Creations can once again be shared online, and players are able to download tracks, racers, and cars that have been built by others. These features closely resemble those found on the PS3, with simple browsing options allowing users to find the most popular creations and provide personal ratings. Yet again,though, the lack of a hub world and the focus on dull, dreary menus takes a lot of the excitement out of the proceedings. The extra wonder and fun of player interaction has been replaced with a whole lot of boring browsing through unresponsive menus.
When it comes time to finally race, Road Trip provides the bare minimum required to qualify as a videogame. There’s a career mode and standalone single-player races alongside the limited multiplayer options, but none of them are very enthralling. Races against the A.I. bear many of the same rubber banding issues found in the console version, although the frequency and devastation of power-ups have been reduced significantly. This is a small comfort when faced with the fact that ModNation‘s gameplay is, at heart, still a fairly tepid mimicry of Mario Kart with very little improved over its larger, more substantial console cousin.
When repetitive races against aggressive, rubber-banding A.I. is the best action that most Vita users can hope for, there’s not a lot to keep one coming back.
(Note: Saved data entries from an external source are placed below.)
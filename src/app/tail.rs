// log-follow - app/tail.rs
//
// Live tail: one background worker per source polls its cursor for newly
// appended lines and streams them to the render thread.
//
// Architecture:
//   - `TailManager` lives on the render thread; `run_source_worker` runs on a
//     dedicated thread per source. Each worker exclusively owns its
//     `SourceCursor`, so a cursor is never read by two threads at once.
//   - Every worker shares one mpsc sender; the render thread drains the
//     receiver once per frame. A poll's lines travel as one
//     `TailProgress::NewLines` message, so a batch is applied whole.
//   - Each worker has its own `Arc<AtomicBool>` cancel flag. Stopping sets the
//     flag and joins the thread; the cursor (and its file handle) is dropped
//     by the worker on exit, never while a read is in flight.
//
// Failure handling:
//   - An unopenable source is reported once, then retried with exponential
//     backoff (OPEN_RETRY_INITIAL_MS doubling up to OPEN_RETRY_MAX_MS).
//     Until it opens, the source contributes nothing.
//   - Read errors are reported once per failure episode and polling continues.
//   - Sleeps are split into TAIL_CANCEL_CHECK_INTERVAL_MS slices so a stop
//     request is honoured promptly.

use crate::app::cursor::SourceCursor;
use crate::core::model::{CatchupPolicy, LogSource, SourceId, TailProgress};
use crate::util::constants::{
    MAX_TAIL_READ_BYTES_PER_POLL, OPEN_RETRY_INITIAL_MS, OPEN_RETRY_MAX_MS,
    TAIL_CANCEL_CHECK_INTERVAL_MS, TAIL_POLL_INTERVAL_MS,
};
use crate::util::logging::preview;
use std::sync::atomic::{AtomicBool, Ordering};
use std::sync::{mpsc, Arc};
use std::thread::JoinHandle;
use std::time::Duration;

// =============================================================================
// Configuration
// =============================================================================

/// Settings shared by every source worker.
#[derive(Debug, Clone, PartialEq)]
pub struct TailConfig {
    /// Delay between polls of one source.
    pub poll_interval: Duration,
    /// How each cursor is positioned when its file is first opened.
    pub catchup: CatchupPolicy,
    /// Maximum bytes of complete records consumed per poll.
    pub max_read_bytes_per_poll: usize,
}

impl Default for TailConfig {
    fn default() -> Self {
        Self {
            poll_interval: Duration::from_millis(TAIL_POLL_INTERVAL_MS),
            catchup: CatchupPolicy::default(),
            max_read_bytes_per_poll: MAX_TAIL_READ_BYTES_PER_POLL,
        }
    }
}

// =============================================================================
// TailManager
// =============================================================================

struct Worker {
    source: SourceId,
    cancel: Arc<AtomicBool>,
    handle: Option<JoinHandle<()>>,
}

/// Owns the per-source worker threads and the channel they report on.
pub struct TailManager {
    /// Channel receiver the render thread polls each frame.
    progress_rx: Option<mpsc::Receiver<TailProgress>>,
    workers: Vec<Worker>,
}

impl TailManager {
    pub fn new() -> Self {
        Self {
            progress_rx: None,
            workers: Vec::new(),
        }
    }

    /// Start one worker per source. `SourceId`s are indices into `sources`.
    ///
    /// Any workers from a previous call are stopped first.
    pub fn start(&mut self, sources: &[LogSource], config: &TailConfig) {
        self.stop();

        let (tx, rx) = mpsc::channel();
        self.progress_rx = Some(rx);

        for (id, source) in sources.iter().enumerate() {
            let cancel = Arc::new(AtomicBool::new(false));
            let worker_cancel = Arc::clone(&cancel);
            let worker_tx = tx.clone();
            let worker_source = source.clone();
            let worker_config = config.clone();

            let spawned = std::thread::Builder::new()
                .name(format!("tail-{id}"))
                .spawn(move || {
                    run_source_worker(id, worker_source, worker_config, worker_tx, worker_cancel);
                });

            match spawned {
                Ok(handle) => self.workers.push(Worker {
                    source: id,
                    cancel,
                    handle: Some(handle),
                }),
                Err(e) => {
                    tracing::error!(
                        source = %source.title,
                        error = %e,
                        "Failed to spawn tail worker"
                    );
                    let _ = tx.send(TailProgress::SourceError {
                        source: id,
                        message: format!("Cannot start worker: {e}"),
                    });
                }
            }
        }

        tracing::info!(
            sources = sources.len(),
            workers = self.workers.len(),
            poll_ms = config.poll_interval.as_millis() as u64,
            catchup = %config.catchup,
            "Live tail started"
        );
    }

    /// Stop a single source's worker and wait for it to exit.
    pub fn stop_source(&mut self, source: SourceId) {
        if let Some(pos) = self.workers.iter().position(|w| w.source == source) {
            let mut worker = self.workers.remove(pos);
            worker.cancel.store(true, Ordering::SeqCst);
            join_worker(&mut worker);
        }
    }

    /// Stop every worker and wait for them to exit.
    ///
    /// All flags are raised before any join so workers wind down in parallel.
    pub fn stop(&mut self) {
        if self.workers.is_empty() {
            return;
        }
        for worker in &self.workers {
            worker.cancel.store(true, Ordering::SeqCst);
        }
        for worker in &mut self.workers {
            join_worker(worker);
        }
        let count = self.workers.len();
        self.workers.clear();
        tracing::info!(workers = count, "Live tail stopped");
    }

    /// `true` while at least one worker is running.
    pub fn is_active(&self) -> bool {
        !self.workers.is_empty()
    }

    /// Drain up to `max` queued messages without blocking.
    pub fn poll_progress(&self, max: usize) -> Vec<TailProgress> {
        let mut messages = Vec::new();
        if let Some(ref rx) = self.progress_rx {
            while messages.len() < max {
                match rx.try_recv() {
                    Ok(msg) => messages.push(msg),
                    Err(_) => break,
                }
            }
        }
        messages
    }
}

impl Default for TailManager {
    fn default() -> Self {
        Self::new()
    }
}

impl Drop for TailManager {
    fn drop(&mut self) {
        self.stop();
    }
}

fn join_worker(worker: &mut Worker) {
    if let Some(handle) = worker.handle.take() {
        if handle.join().is_err() {
            tracing::error!(source = worker.source, "Tail worker panicked");
        }
    }
}

// =============================================================================
// Background worker
// =============================================================================

/// Sleep for `total`, waking every TAIL_CANCEL_CHECK_INTERVAL_MS to check the
/// cancel flag. Returns `false` if cancelled.
fn sleep_unless_cancelled(total: Duration, cancel: &AtomicBool) -> bool {
    let slice = Duration::from_millis(TAIL_CANCEL_CHECK_INTERVAL_MS);
    let mut remaining = total;
    while !remaining.is_zero() {
        if cancel.load(Ordering::SeqCst) {
            return false;
        }
        let step = remaining.min(slice);
        std::thread::sleep(step);
        remaining -= step;
    }
    !cancel.load(Ordering::SeqCst)
}

/// Worker body for one source: catch up (with retry), then poll forever.
fn run_source_worker(
    id: SourceId,
    source: LogSource,
    config: TailConfig,
    tx: mpsc::Sender<TailProgress>,
    cancel: Arc<AtomicBool>,
) {
    macro_rules! send {
        ($msg:expr) => {
            if tx.send($msg).is_err() {
                // Render thread has gone away; nothing left to report to.
                return;
            }
        };
    }

    let title = source.title.clone();
    let mut cursor =
        SourceCursor::new(source, config.catchup).with_read_budget(config.max_read_bytes_per_poll);

    // -------------------------------------------------------------------------
    // 1. Catch-up positioning, retried with backoff until it succeeds.
    // -------------------------------------------------------------------------
    let mut backoff = Duration::from_millis(OPEN_RETRY_INITIAL_MS);
    let max_backoff = Duration::from_millis(OPEN_RETRY_MAX_MS);
    let mut open_error_reported = false;

    loop {
        if cancel.load(Ordering::SeqCst) {
            send!(TailProgress::Stopped { source: id });
            return;
        }
        match cursor.catch_up() {
            Ok(offset) => {
                send!(TailProgress::Ready { source: id, offset });
                break;
            }
            Err(e) => {
                if open_error_reported {
                    tracing::debug!(source = %title, error = %e, "Tail: still cannot open");
                } else {
                    tracing::warn!(source = %title, error = %e, "Tail: source not available");
                    send!(TailProgress::SourceError {
                        source: id,
                        message: e.to_string(),
                    });
                    open_error_reported = true;
                }
                if !sleep_unless_cancelled(backoff, &cancel) {
                    send!(TailProgress::Stopped { source: id });
                    return;
                }
                backoff = (backoff * 2).min(max_backoff);
            }
        }
    }

    // -------------------------------------------------------------------------
    // 2. Recurring polls.
    // -------------------------------------------------------------------------
    let mut read_error_reported = false;

    loop {
        match cursor.read_new_lines() {
            Ok(lines) => {
                read_error_reported = false;
                if !lines.is_empty() {
                    tracing::debug!(
                        source = %title,
                        count = lines.len(),
                        offset = cursor.byte_offset(),
                        first = preview(&lines[0]),
                        "Tail: new lines"
                    );
                    send!(TailProgress::NewLines { source: id, lines });
                }
            }
            Err(e) => {
                if !read_error_reported {
                    tracing::warn!(source = %title, error = %e, "Tail: read error");
                    send!(TailProgress::SourceError {
                        source: id,
                        message: e.to_string(),
                    });
                    read_error_reported = true;
                }
            }
        }

        if !sleep_unless_cancelled(config.poll_interval, &cancel) {
            send!(TailProgress::Stopped { source: id });
            return;
        }
    }
}

#[cfg(test)]
mod tests {
    use super::*;
    use std::io::Write;
    use std::time::Instant;
    use tempfile::NamedTempFile;

    fn fast_config() -> TailConfig {
        TailConfig {
            poll_interval: Duration::from_millis(5),
            ..TailConfig::default()
        }
    }

    /// Collect messages until `done` returns true or the timeout expires.
    fn collect_until(
        manager: &TailManager,
        timeout: Duration,
        mut done: impl FnMut(&[TailProgress]) -> bool,
    ) -> Vec<TailProgress> {
        let deadline = Instant::now() + timeout;
        let mut all = Vec::new();
        while Instant::now() < deadline {
            all.extend(manager.poll_progress(usize::MAX));
            if done(&all) {
                break;
            }
            std::thread::sleep(Duration::from_millis(5));
        }
        all
    }

    #[test]
    fn test_sleep_unless_cancelled_returns_false_when_cancelled() {
        let cancel = AtomicBool::new(true);
        assert!(!sleep_unless_cancelled(Duration::from_secs(5), &cancel));
        let cancel = AtomicBool::new(false);
        assert!(sleep_unless_cancelled(Duration::from_millis(1), &cancel));
    }

    #[test]
    fn test_worker_reports_ready_and_lines() {
        let mut file = NamedTempFile::new().unwrap();
        writeln!(file, "hello").unwrap();
        file.flush().unwrap();

        let mut manager = TailManager::new();
        manager.start(&[LogSource::new("one", file.path())], &fast_config());
        assert!(manager.is_active());

        let msgs = collect_until(&manager, Duration::from_secs(5), |m| {
            m.iter().any(|x| matches!(x, TailProgress::NewLines { .. }))
        });
        assert!(msgs.contains(&TailProgress::Ready { source: 0, offset: 0 }));
        assert!(msgs.contains(&TailProgress::NewLines {
            source: 0,
            lines: vec!["hello".to_string()],
        }));

        manager.stop();
        assert!(!manager.is_active());
    }

    #[test]
    fn test_missing_source_reports_error_once_and_keeps_others_running() {
        let mut file = NamedTempFile::new().unwrap();
        writeln!(file, "ok").unwrap();
        file.flush().unwrap();

        let sources = [
            LogSource::new("missing", "/no/such/dir/missing.log"),
            LogSource::new("present", file.path()),
        ];
        let mut manager = TailManager::new();
        manager.start(&sources, &fast_config());

        let msgs = collect_until(&manager, Duration::from_secs(5), |m| {
            m.iter()
                .any(|x| matches!(x, TailProgress::NewLines { source: 1, .. }))
        });
        let errors = msgs
            .iter()
            .filter(|m| matches!(m, TailProgress::SourceError { source: 0, .. }))
            .count();
        assert_eq!(errors, 1);
        assert!(!msgs
            .iter()
            .any(|m| matches!(m, TailProgress::Ready { source: 0, .. })));

        manager.stop_source(0);
        assert!(manager.is_active());
        manager.stop();
    }

    #[test]
    fn test_stop_emits_stopped() {
        let file = NamedTempFile::new().unwrap();
        let mut manager = TailManager::new();
        manager.start(&[LogSource::new("one", file.path())], &fast_config());
        let _ = collect_until(&manager, Duration::from_secs(5), |m| {
            m.iter().any(|x| matches!(x, TailProgress::Ready { .. }))
        });
        manager.stop();
        let rest = manager.poll_progress(usize::MAX);
        assert!(rest.contains(&TailProgress::Stopped { source: 0 }));
    }
}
This has a direct impact on everything else that Road Trip offers, since what’s the point in lovingly creating a hot new car when the chance to see it in action is so restricted to be mostly unenjoyable? Career races reward players with unlockable new mods should they perform specific in-game challenges, but since the joy of modding has been crippled by the races themselves, the rewards don’t prove a significant enough draw. The simple pleasure of crafting a new character and cruising around the online hub to show it off is gone, as is the ability to see it racing alongside the characters of fellow players. If ModNation Racers was an orgy of user-created content, its Road Trip follow-up is mostly an extended masturbation session.
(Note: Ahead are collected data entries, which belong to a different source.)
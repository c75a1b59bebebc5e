// log-follow - core/layout.rs
//
// Panel visibility state machine.
//
//   Split       - every panel visible (initial state)
//   Focused(i)  - only panel i visible
//
// Digit commands drive it: `0` returns to Split, `d` in 1..=N focuses panel
// d-1, anything else is ignored. There is no terminal state.

/// Current layout mode.
#[derive(Debug, Clone, Copy, PartialEq, Eq, Default)]
pub enum LayoutMode {
    #[default]
    Split,
    Focused(usize),
}

/// Visibility of each source's panel.
///
/// Invariant: either every entry is visible or exactly one is.
#[derive(Debug, Clone, PartialEq, Eq)]
pub struct PanelLayout {
    mode: LayoutMode,
    visible: Vec<bool>,
}

impl PanelLayout {
    /// All `source_count` panels visible.
    pub fn new(source_count: usize) -> Self {
        Self {
            mode: LayoutMode::Split,
            visible: vec![true; source_count],
        }
    }

    /// Apply a digit command. Returns `true` if the layout changed state.
    pub fn apply_digit(&mut self, digit: u8) -> bool {
        let next = match digit {
            0 => LayoutMode::Split,
            d if (1..=self.visible.len()).contains(&(d as usize)) => {
                LayoutMode::Focused(d as usize - 1)
            }
            _ => {
                tracing::trace!(digit, sources = self.visible.len(), "Layout: digit ignored");
                return false;
            }
        };

        let changed = next != self.mode;
        self.mode = next;
        self.recompute();
        if changed {
            tracing::debug!(mode = ?self.mode, "Layout changed");
        }
        changed
    }

    fn recompute(&mut self) {
        match self.mode {
            LayoutMode::Split => self.visible.iter_mut().for_each(|v| *v = true),
            LayoutMode::Focused(i) => {
                for (j, v) in self.visible.iter_mut().enumerate() {
                    *v = j == i;
                }
            }
        }
    }

    pub fn mode(&self) -> LayoutMode {
        self.mode
    }

    /// Whether panel `index` should be painted. Out-of-range indices are hidden.
    pub fn is_visible(&self, index: usize) -> bool {
        self.visible.get(index).copied().unwrap_or(false)
    }

    /// Visibility flags in source order.
    pub fn visibility(&self) -> &[bool] {
        &self.visible
    }

    /// Indices of the visible panels, in source order.
    pub fn visible_indices(&self) -> impl Iterator<Item = usize> + '_ {
        self.visible
            .iter()
            .enumerate()
            .filter_map(|(i, v)| v.then_some(i))
    }

    pub fn source_count(&self) -> usize {
        self.visible.len()
    }
}

#[cfg(test)]
mod tests {
    use super::*;

    #[test]
    fn test_initial_state_is_split() {
        let layout = PanelLayout::new(3);
        assert_eq!(layout.mode(), LayoutMode::Split);
        assert_eq!(layout.visibility(), &[true, true, true]);
    }

    #[test]
    fn test_focus_then_split() {
        let mut layout = PanelLayout::new(3);
        assert!(layout.apply_digit(2));
        assert_eq!(layout.visibility(), &[false, true, false]);
        assert_eq!(layout.mode(), LayoutMode::Focused(1));

        assert!(layout.apply_digit(0));
        assert_eq!(layout.visibility(), &[true, true, true]);
    }

    #[test]
    fn test_out_of_range_digit_is_ignored() {
        let mut layout = PanelLayout::new(3);
        layout.apply_digit(3);
        let before = layout.clone();
        assert!(!layout.apply_digit(9));
        assert!(!layout.apply_digit(4));
        assert_eq!(layout, before);
        assert_eq!(layout.visibility(), &[false, false, true]);
    }

    #[test]
    fn test_refocus_same_panel_is_not_a_change() {
        let mut layout = PanelLayout::new(2);
        assert!(layout.apply_digit(1));
        assert!(!layout.apply_digit(1));
        assert!(layout.apply_digit(0));
        assert!(!layout.apply_digit(0));
    }

    #[test]
    fn test_exactly_one_or_all_visible() {
        let mut layout = PanelLayout::new(4);
        for digit in [1, 4, 0, 9, 2, 7, 3, 0] {
            layout.apply_digit(digit);
            let n = layout.visibility().iter().filter(|v| **v).count();
            assert!(n == 1 || n == 4, "invalid visibility {:?}", layout.visibility());
        }
    }

    #[test]
    fn test_visible_indices() {
        let mut layout = PanelLayout::new(3);
        assert_eq!(layout.visible_indices().collect::<Vec<_>>(), vec![0, 1, 2]);
        layout.apply_digit(3);
        assert_eq!(layout.visible_indices().collect::<Vec<_>>(), vec![2]);
        assert!(!layout.is_visible(5));
    }
}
All this is topped off by the game’s worst aspect: its complete and utter hideousness. By far the ugliest PlayStation Vita title available at launch, racetracks feature washed-out colors and sparse environments while characters appear jaggy and textureless. The frame rate is thoroughly abysmal to boot, with the engine apparently struggling to keep even the smallest of races chugging along at a consistent pace. In stark contrast to the gorgeous and colorful world presented on the PS3, Road Trip is barren and unpleasant to look at, and I certainly hope that it does not become anybody’s first impression of what a PlayStation Vita can do. If this is the initial experience players have with a Vita, they’ll wonder why they didn’t just stick with a PSP.
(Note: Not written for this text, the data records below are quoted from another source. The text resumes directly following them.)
// log-follow - platform/config.rs
//
// Platform-specific configuration directory resolution and config.toml
// loading with startup validation.
//
// Uses the `directories` crate for XDG (Linux), AppData (Windows),
// Library (macOS) compliance.

use crate::core::model::{CatchupPolicy, LogSource};
use crate::util::constants;
use crate::util::error::{ConfigError, EnvironmentError};
use directories::ProjectDirs;
use std::collections::BTreeMap;
use std::path::{Path, PathBuf};

/// Resolved platform paths for log-follow configuration.
#[derive(Debug, Clone)]
pub struct PlatformPaths {
    /// Configuration directory (e.g. ~/.config/log-follow/ or %APPDATA%\log-follow\config\)
    pub config_dir: PathBuf,
}

impl PlatformPaths {
    /// Resolve platform-appropriate paths.
    ///
    /// Falls back to the current directory if platform dirs cannot be determined.
    pub fn resolve() -> Self {
        if let Some(proj_dirs) = ProjectDirs::from("", "", constants::APP_ID) {
            let config_dir = proj_dirs.config_dir().to_path_buf();
            Self { config_dir }
        } else {
            Self {
                config_dir: PathBuf::from("."),
            }
        }
    }

    /// Default location of config.toml.
    pub fn config_file(&self) -> PathBuf {
        self.config_dir.join(constants::CONFIG_FILE_NAME)
    }
}

// =============================================================================
// config.toml shape
// =============================================================================

/// Raw deserialisable shape of config.toml.
///
/// Unknown keys are silently ignored for forward compatibility.
#[derive(Debug, Default, serde::Deserialize)]
#[serde(default)]
pub struct RawConfig {
    /// `[tail]` section.
    pub tail: TailSection,
    /// `[ui]` section.
    pub ui: UiSection,
    /// `[logging]` section.
    pub logging: LoggingSection,
    /// `[environments.<name>]` tables.
    pub environments: BTreeMap<String, EnvironmentSection>,
}

/// `[tail]` config section.
#[derive(Debug, Default, serde::Deserialize)]
#[serde(default)]
pub struct TailSection {
    /// Poll interval per source in ms.
    pub poll_interval_ms: Option<u64>,
    /// "lines" or "bytes".
    pub catchup_mode: Option<String>,
    /// Trailing lines shown at startup (line mode).
    pub catchup_lines: Option<usize>,
    /// Trailing bytes shown at startup (byte mode).
    pub catchup_bytes: Option<u64>,
    /// Per-source line cap (0 = unbounded).
    pub max_lines: Option<usize>,
    /// Per-poll read budget in bytes.
    pub max_read_bytes_per_poll: Option<usize>,
}

/// `[ui]` config section.
#[derive(Debug, Default, serde::Deserialize)]
#[serde(default)]
pub struct UiSection {
    /// Theme: "dark" or "light".
    pub theme: Option<String>,
    /// Body font size in points.
    pub font_size: Option<f32>,
}

/// `[logging]` config section.
#[derive(Debug, Default, serde::Deserialize)]
#[serde(default)]
pub struct LoggingSection {
    /// Log level: "error", "warn", "info", "debug", "trace".
    pub level: Option<String>,
}

/// `[environments.<name>]` table.
#[derive(Debug, Default, serde::Deserialize)]
#[serde(default)]
pub struct EnvironmentSection {
    pub sources: Vec<LogSource>,
}

// =============================================================================
// Validated configuration
// =============================================================================

/// Validated application configuration derived from `config.toml`.
///
/// Invalid values produce actionable warnings and fall back to defaults.
#[derive(Debug, Clone)]
pub struct AppConfig {
    // -- Tail --
    pub poll_interval_ms: u64,
    pub catchup: CatchupPolicy,
    pub max_lines: usize,
    pub max_read_bytes_per_poll: usize,

    // -- UI --
    pub dark_mode: bool,
    pub font_size: f32,

    // -- Logging --
    pub log_level: Option<String>,

    // -- Environments --
    pub environments: BTreeMap<String, Vec<LogSource>>,
}

impl Default for AppConfig {
    fn default() -> Self {
        Self {
            poll_interval_ms: constants::TAIL_POLL_INTERVAL_MS,
            catchup: CatchupPolicy::default(),
            max_lines: constants::DEFAULT_MAX_LINES,
            max_read_bytes_per_poll: constants::MAX_TAIL_READ_BYTES_PER_POLL,
            dark_mode: true,
            font_size: constants::DEFAULT_FONT_SIZE,
            log_level: None,
            environments: BTreeMap::new(),
        }
    }
}

impl AppConfig {
    /// Resolve the sources to follow.
    ///
    /// `extra` sources (from the command line) are appended to the named
    /// environment. When `extra` is non-empty an unknown environment name is
    /// not an error: the ad-hoc sources alone are followed.
    pub fn resolve_sources(
        &self,
        environment: &str,
        extra: &[LogSource],
    ) -> Result<Vec<LogSource>, EnvironmentError> {
        let mut sources = match self.environments.get(environment) {
            Some(list) => list.clone(),
            None if !extra.is_empty() => Vec::new(),
            None => {
                return Err(EnvironmentError::UnknownEnvironment {
                    name: environment.to_string(),
                    available: self.environments.keys().cloned().collect(),
                })
            }
        };
        sources.extend(extra.iter().cloned());

        if sources.is_empty() {
            return Err(EnvironmentError::NoSources {
                name: environment.to_string(),
            });
        }
        Ok(sources)
    }
}

/// Load and validate a config file.
///
/// Returns `AppConfig` with validated values and a list of non-fatal warnings.
/// A missing file yields defaults with no warnings (first run).
/// An unreadable or unparseable file yields defaults with one warning.
pub fn load_config(config_path: &Path) -> (AppConfig, Vec<String>) {
    if !config_path.exists() {
        tracing::debug!(path = %config_path.display(), "No config.toml found; using defaults");
        return (AppConfig::default(), Vec::new());
    }

    let content = match std::fs::read_to_string(config_path) {
        Ok(c) => c,
        Err(source) => {
            let err = ConfigError::Io {
                path: config_path.to_path_buf(),
                source,
            };
            return (AppConfig::default(), vec![format!("{err}. Using defaults.")]);
        }
    };

    match parse_config(&content, config_path) {
        Ok((config, warnings)) => {
            tracing::info!(path = %config_path.display(), "Loaded config.toml");
            (config, warnings)
        }
        Err(err) => (
            AppConfig::default(),
            vec![format!(
                "{err}. Using defaults. See config.example.toml for the expected format."
            )],
        ),
    }
}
The poor visuals are doubly galling when you note that Road Trip copied one major issue from the original game — lengthy loading times. Yes, San Diego Studio couldn’t bring us online multiplayer, but it could ape that particular feature. Loading times on the PS Vita can be substantial, but Road Trip is the biggest offender of all the games I’ve played so far — games with far superior visual and aural effects, I should add. To go from Uncharted to this is like waiting half an hour for a hamburger after Gordon Ramsey whipped you up a steak in ten minutes.
By far the most blatantly rushed cash-in attempt of all the PS Vita launch titles, ModNation Racers: Road Trip is to be avoided at all costs. With horrid visuals, dawdling menus, and threadbare features, this lazy piece of software insults the system it is supposed to help showcase. In fact, I’d say its existence could be directly harmful to the Vita, given how it’s one of the bigger titles available at launch and makes the Vita look like it’s only capable of producing garbage. With superior offerings available when the Vita hits store shelves, this is one waste of time that can and should be avoided.